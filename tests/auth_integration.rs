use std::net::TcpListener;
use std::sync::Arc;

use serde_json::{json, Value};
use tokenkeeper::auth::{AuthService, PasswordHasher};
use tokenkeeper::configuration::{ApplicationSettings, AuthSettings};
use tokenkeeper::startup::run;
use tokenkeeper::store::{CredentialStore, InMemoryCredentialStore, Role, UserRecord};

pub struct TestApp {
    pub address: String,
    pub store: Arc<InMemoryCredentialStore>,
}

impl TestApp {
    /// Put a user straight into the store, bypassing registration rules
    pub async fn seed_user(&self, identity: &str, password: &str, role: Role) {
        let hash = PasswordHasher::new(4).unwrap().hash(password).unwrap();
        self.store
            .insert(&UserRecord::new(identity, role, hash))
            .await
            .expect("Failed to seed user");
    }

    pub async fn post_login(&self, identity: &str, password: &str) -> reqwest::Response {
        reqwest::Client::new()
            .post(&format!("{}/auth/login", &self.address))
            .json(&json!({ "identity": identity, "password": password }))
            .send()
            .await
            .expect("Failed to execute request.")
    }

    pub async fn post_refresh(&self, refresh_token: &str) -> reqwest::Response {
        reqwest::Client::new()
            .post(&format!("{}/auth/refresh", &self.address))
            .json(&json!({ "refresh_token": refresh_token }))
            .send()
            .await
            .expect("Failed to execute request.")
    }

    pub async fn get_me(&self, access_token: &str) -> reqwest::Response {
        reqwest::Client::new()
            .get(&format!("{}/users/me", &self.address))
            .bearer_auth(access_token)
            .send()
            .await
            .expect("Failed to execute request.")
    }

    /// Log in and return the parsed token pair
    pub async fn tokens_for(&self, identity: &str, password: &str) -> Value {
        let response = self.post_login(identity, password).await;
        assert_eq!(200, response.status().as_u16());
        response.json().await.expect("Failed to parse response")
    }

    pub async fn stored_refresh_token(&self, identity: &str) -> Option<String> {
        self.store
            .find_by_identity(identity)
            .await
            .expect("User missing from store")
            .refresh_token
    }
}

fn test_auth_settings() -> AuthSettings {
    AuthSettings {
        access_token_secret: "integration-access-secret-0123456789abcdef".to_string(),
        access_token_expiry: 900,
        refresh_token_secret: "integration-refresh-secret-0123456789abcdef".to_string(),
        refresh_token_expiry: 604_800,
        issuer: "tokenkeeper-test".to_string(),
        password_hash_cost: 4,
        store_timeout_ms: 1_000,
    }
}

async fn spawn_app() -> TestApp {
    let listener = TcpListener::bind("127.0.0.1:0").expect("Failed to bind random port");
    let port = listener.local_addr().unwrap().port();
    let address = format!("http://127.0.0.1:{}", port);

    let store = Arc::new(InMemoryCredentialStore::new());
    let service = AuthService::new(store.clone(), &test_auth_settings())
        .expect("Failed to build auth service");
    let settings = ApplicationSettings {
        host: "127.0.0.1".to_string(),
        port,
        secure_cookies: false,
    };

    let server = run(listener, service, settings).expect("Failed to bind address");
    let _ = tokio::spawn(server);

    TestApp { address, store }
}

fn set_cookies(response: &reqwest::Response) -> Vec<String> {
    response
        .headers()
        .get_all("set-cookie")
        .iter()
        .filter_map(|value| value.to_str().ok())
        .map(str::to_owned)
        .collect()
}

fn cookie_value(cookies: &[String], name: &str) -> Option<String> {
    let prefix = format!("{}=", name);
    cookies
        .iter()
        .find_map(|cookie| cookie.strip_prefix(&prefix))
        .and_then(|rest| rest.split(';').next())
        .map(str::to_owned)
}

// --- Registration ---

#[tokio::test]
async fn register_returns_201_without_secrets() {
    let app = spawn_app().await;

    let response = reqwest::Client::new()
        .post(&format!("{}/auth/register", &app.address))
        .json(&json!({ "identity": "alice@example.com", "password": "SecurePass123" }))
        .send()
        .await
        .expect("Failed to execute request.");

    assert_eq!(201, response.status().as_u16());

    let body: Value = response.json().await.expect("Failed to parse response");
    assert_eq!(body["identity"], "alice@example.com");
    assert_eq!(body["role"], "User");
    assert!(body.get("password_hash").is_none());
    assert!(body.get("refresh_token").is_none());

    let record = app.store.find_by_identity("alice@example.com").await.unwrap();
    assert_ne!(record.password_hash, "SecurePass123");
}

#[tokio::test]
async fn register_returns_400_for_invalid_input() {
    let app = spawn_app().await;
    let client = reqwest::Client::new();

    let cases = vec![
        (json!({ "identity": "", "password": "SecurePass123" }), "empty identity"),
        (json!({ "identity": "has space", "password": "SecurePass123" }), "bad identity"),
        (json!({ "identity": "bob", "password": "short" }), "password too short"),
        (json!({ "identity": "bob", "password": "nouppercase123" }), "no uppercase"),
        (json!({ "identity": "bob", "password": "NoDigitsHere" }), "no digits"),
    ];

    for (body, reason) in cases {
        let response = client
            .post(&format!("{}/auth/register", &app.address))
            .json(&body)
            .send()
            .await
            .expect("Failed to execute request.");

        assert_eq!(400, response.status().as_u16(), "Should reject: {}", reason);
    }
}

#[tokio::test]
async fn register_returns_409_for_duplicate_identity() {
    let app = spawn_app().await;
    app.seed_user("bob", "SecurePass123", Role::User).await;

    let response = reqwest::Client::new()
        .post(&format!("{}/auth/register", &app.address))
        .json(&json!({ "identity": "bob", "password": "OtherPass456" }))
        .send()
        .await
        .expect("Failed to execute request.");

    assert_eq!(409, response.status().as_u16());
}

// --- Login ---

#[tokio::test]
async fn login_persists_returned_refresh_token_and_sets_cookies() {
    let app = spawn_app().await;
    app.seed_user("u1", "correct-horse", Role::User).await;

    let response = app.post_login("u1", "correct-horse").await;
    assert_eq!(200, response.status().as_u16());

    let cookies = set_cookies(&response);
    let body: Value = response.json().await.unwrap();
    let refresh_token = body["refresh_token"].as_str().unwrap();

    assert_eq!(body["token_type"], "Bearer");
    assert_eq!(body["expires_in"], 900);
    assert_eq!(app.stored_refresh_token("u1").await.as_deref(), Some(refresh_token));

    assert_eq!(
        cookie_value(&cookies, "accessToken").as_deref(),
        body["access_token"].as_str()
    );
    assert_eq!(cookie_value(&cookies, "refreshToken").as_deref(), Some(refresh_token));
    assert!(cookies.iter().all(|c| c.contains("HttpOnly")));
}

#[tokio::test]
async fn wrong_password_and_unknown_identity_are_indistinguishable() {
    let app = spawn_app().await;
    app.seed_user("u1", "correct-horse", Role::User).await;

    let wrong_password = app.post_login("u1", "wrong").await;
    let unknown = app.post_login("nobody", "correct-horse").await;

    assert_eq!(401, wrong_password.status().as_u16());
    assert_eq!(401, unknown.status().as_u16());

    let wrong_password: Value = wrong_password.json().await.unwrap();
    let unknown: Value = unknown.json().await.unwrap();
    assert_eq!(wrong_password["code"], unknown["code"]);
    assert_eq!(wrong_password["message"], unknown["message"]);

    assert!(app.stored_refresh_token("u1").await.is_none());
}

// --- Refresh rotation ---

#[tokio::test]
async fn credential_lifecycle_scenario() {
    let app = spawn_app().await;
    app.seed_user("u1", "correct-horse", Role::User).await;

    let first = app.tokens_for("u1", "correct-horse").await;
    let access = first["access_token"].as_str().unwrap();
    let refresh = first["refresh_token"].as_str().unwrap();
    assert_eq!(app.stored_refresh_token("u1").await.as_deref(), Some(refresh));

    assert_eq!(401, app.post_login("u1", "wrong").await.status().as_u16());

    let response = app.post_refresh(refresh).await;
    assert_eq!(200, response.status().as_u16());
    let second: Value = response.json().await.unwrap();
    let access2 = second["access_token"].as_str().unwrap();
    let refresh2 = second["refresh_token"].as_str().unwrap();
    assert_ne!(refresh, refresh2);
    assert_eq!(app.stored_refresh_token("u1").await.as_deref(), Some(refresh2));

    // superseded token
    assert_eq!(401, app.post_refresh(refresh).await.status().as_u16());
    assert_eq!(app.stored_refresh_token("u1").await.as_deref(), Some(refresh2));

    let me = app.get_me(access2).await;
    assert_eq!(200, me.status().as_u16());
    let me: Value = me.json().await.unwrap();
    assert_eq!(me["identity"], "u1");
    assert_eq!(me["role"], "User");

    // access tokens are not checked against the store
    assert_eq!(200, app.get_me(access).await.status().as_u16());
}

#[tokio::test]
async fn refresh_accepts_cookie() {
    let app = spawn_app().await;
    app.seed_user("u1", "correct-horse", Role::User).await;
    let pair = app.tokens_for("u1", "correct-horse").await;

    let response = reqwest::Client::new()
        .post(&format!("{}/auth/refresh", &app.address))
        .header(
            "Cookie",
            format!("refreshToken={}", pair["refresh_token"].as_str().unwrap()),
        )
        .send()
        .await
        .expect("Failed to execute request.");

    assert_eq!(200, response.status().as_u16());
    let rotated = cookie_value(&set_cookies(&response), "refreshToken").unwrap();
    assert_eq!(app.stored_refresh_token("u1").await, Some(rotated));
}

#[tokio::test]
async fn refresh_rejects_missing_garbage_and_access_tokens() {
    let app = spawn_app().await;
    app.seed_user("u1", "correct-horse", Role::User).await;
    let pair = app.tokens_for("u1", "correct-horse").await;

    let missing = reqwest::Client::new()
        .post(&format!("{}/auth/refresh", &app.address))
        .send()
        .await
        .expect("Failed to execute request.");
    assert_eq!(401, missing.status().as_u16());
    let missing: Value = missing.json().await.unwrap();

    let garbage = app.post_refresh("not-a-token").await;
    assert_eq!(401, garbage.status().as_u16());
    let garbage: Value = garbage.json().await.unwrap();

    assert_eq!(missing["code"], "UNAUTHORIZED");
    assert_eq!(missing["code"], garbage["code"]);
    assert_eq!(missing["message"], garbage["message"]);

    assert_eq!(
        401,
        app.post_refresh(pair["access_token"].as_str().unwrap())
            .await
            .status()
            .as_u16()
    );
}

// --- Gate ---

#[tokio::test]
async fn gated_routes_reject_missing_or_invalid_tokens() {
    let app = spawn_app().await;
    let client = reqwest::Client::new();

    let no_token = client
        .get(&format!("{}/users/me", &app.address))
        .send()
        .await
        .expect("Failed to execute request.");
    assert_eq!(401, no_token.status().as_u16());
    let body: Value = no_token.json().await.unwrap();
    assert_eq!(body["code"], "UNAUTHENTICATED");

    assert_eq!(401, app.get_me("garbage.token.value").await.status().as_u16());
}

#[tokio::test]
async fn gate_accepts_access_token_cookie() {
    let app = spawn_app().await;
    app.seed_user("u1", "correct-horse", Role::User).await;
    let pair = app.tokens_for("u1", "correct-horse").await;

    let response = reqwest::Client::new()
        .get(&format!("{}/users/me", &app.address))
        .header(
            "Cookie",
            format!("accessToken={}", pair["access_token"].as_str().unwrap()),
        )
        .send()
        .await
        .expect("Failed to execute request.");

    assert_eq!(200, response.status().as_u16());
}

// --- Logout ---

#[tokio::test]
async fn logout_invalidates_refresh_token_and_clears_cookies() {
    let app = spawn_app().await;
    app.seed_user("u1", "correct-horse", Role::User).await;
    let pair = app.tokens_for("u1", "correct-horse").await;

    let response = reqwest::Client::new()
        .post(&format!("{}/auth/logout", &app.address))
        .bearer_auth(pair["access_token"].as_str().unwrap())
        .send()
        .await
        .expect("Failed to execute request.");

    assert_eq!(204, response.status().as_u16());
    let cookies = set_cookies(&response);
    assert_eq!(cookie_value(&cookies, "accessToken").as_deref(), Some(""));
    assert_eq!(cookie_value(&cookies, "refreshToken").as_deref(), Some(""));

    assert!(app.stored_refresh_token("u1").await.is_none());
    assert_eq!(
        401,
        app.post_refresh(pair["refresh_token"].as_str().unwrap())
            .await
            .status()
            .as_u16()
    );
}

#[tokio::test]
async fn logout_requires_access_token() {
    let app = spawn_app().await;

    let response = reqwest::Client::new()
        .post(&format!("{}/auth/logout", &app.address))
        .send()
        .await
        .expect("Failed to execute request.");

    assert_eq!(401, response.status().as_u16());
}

Work to complete. Look through the listing above and copy each line where the string "code" occurs.

Written answer.
    assert_eq!(wrong_password["code"], unknown["code"]);
    assert_eq!(missing["code"], "UNAUTHORIZED");
    assert_eq!(missing["code"], garbage["code"]);
    assert_eq!(body["code"], "UNAUTHENTICATED");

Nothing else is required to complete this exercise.